PROMPT >> Please reproduce the following records exactly as they appear.

MATERIAL PROVIDED >>
···
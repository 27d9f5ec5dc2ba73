use clap::Parser;
use flowdeck_core::engine::DEFAULT_PAGE_SIZE;
use std::env;
use std::path::PathBuf;
use std::time::Duration;

const DEFAULT_API_URL: &str = "http://localhost:5000/api";
const DEFAULT_POLL_MS: u64 = 5000;
const DEFAULT_TIMEOUT_SECS: u64 = 10;
const MIN_POLL_MS: u64 = 250;

#[derive(Parser, Debug)]
#[command(name = "flowdeck")]
#[command(about = "Terminal flow browser for Tulip", long_about = None)]
#[command(rename_all = "kebab-case")]
pub struct Cli {
    /// Location to open, e.g. `/flow/<id>?service=web`. Overrides the saved session.
    pub location: Option<String>,
    #[arg(long, env = "FLOWDECK_API_URL", default_value = DEFAULT_API_URL)]
    pub api_url: String,
    #[arg(long, env = "FLOWDECK_POLL_MS", default_value_t = DEFAULT_POLL_MS)]
    pub poll_ms: u64,
    #[arg(long, env = "FLOWDECK_PAGE_SIZE", default_value_t = DEFAULT_PAGE_SIZE)]
    pub page_size: usize,
    #[arg(long, env = "FLOWDECK_STATE_DIR")]
    pub state_dir: Option<PathBuf>,
    #[arg(long, env = "FLOWDECK_LOG_FILE")]
    pub log_file: Option<PathBuf>,
    /// Restrict to flows matching this flag (repeatable).
    #[arg(long = "flag")]
    pub flags: Vec<String>,
    /// Restrict to flows matching this flag id (repeatable).
    #[arg(long = "flag-id")]
    pub flag_ids: Vec<String>,
    #[arg(long, env = "FLOWDECK_TIMEOUT_SECS", default_value_t = DEFAULT_TIMEOUT_SECS)]
    pub timeout_secs: u64,
}

#[derive(Debug, Clone)]
pub struct Config {
    pub api_url: String,
    pub poll_interval: Duration,
    pub page_size: usize,
    pub state_dir: PathBuf,
    pub log_file: Option<PathBuf>,
    pub flags: Vec<String>,
    pub flag_ids: Vec<String>,
    pub timeout: Duration,
    pub location: Option<String>,
}

impl Config {
    pub fn from_cli(cli: Cli) -> Self {
        Self {
            api_url: cli.api_url.trim().to_string(),
            poll_interval: Duration::from_millis(cli.poll_ms.max(MIN_POLL_MS)),
            page_size: cli.page_size.max(1),
            state_dir: cli.state_dir.unwrap_or_else(default_state_dir),
            log_file: cli.log_file,
            flags: cli.flags,
            flag_ids: cli.flag_ids,
            timeout: Duration::from_secs(cli.timeout_secs.max(1)),
            location: cli.location.filter(|value| !value.trim().is_empty()),
        }
    }

    pub fn session_path(&self) -> PathBuf {
        self.state_dir.join("session.json")
    }
}

impl Default for Config {
    fn default() -> Self {
        Self {
            api_url: String::new(),
            poll_interval: Duration::from_secs(5),
            page_size: DEFAULT_PAGE_SIZE,
            state_dir: PathBuf::from("."),
            log_file: None,
            flags: Vec::new(),
            flag_ids: Vec::new(),
            timeout: Duration::from_secs(10),
            location: None,
        }
    }
}

pub fn load_config() -> Config {
    Config::from_cli(Cli::parse())
}

fn default_state_dir() -> PathBuf {
    if let Ok(path) = env::var("XDG_STATE_HOME") {
        if !path.trim().is_empty() {
            return PathBuf::from(path).join("flowdeck");
        }
    }
    dirs::home_dir()
        .unwrap_or_else(|| PathBuf::from("."))
        .join(".local/state/flowdeck")
}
···
WRITTEN SOLUTION >>
repository 27d9f5ec5dc2ba73
use clap::Parser;
use flowdeck_core::engine::DEFAULT_PAGE_SIZE;
use std::env;
use std::path::PathBuf;
use std::time::Duration;

const DEFAULT_API_URL: &str = "http://localhost:5000/api";
const DEFAULT_POLL_MS: u64 = 5000;
const DEFAULT_TIMEOUT_SECS: u64 = 10;
const MIN_POLL_MS: u64 = 250;

#[derive(Parser, Debug)]
#[command(name = "flowdeck")]
#[command(about = "Terminal flow browser for Tulip", long_about = None)]
#[command(rename_all = "kebab-case")]
pub struct Cli {
    /// Location to open, e.g. `/flow/<id>?service=web`. Overrides the saved session.
    pub location: Option<String>,
    #[arg(long, env = "FLOWDECK_API_URL", default_value = DEFAULT_API_URL)]
    pub api_url: String,
    #[arg(long, env = "FLOWDECK_POLL_MS", default_value_t = DEFAULT_POLL_MS)]
    pub poll_ms: u64,
    #[arg(long, env = "FLOWDECK_PAGE_SIZE", default_value_t = DEFAULT_PAGE_SIZE)]
    pub page_size: usize,
    #[arg(long, env = "FLOWDECK_STATE_DIR")]
    pub state_dir: Option<PathBuf>,
    #[arg(long, env = "FLOWDECK_LOG_FILE")]
    pub log_file: Option<PathBuf>,
    /// Restrict to flows matching this flag (repeatable).
    #[arg(long = "flag")]
    pub flags: Vec<String>,
    /// Restrict to flows matching this flag id (repeatable).
    #[arg(long = "flag-id")]
    pub flag_ids: Vec<String>,
    #[arg(long, env = "FLOWDECK_TIMEOUT_SECS", default_value_t = DEFAULT_TIMEOUT_SECS)]
    pub timeout_secs: u64,
}

#[derive(Debug, Clone)]
pub struct Config {
    pub api_url: String,
    pub poll_interval: Duration,
    pub page_size: usize,
    pub state_dir: PathBuf,
    pub log_file: Option<PathBuf>,
    pub flags: Vec<String>,
    pub flag_ids: Vec<String>,
    pub timeout: Duration,
    pub location: Option<String>,
}

impl Config {
    pub fn from_cli(cli: Cli) -> Self {
        Self {
            api_url: cli.api_url.trim().to_string(),
            poll_interval: Duration::from_millis(cli.poll_ms.max(MIN_POLL_MS)),
            page_size: cli.page_size.max(1),
            state_dir: cli.state_dir.unwrap_or_else(default_state_dir),
            log_file: cli.log_file,
            flags: cli.flags,
            flag_ids: cli.flag_ids,
            timeout: Duration::from_secs(cli.timeout_secs.max(1)),
            location: cli.location.filter(|value| !value.trim().is_empty()),
        }
    }

    pub fn session_path(&self) -> PathBuf {
        self.state_dir.join("session.json")
    }
}

impl Default for Config {
    fn default() -> Self {
        Self {
            api_url: String::new(),
            poll_interval: Duration::from_secs(5),
            page_size: DEFAULT_PAGE_SIZE,
            state_dir: PathBuf::from("."),
            log_file: None,
            flags: Vec::new(),
            flag_ids: Vec::new(),
            timeout: Duration::from_secs(10),
            location: None,
        }
    }
}

pub fn load_config() -> Config {
    Config::from_cli(Cli::parse())
}

fn default_state_dir() -> PathBuf {
    if let Ok(path) = env::var("XDG_STATE_HOME") {
        if !path.trim().is_empty() {
            return PathBuf::from(path).join("flowdeck");
        }
    }
    dirs::home_dir()
        .unwrap_or_else(|| PathBuf::from("."))
        .join(".local/state/flowdeck")
}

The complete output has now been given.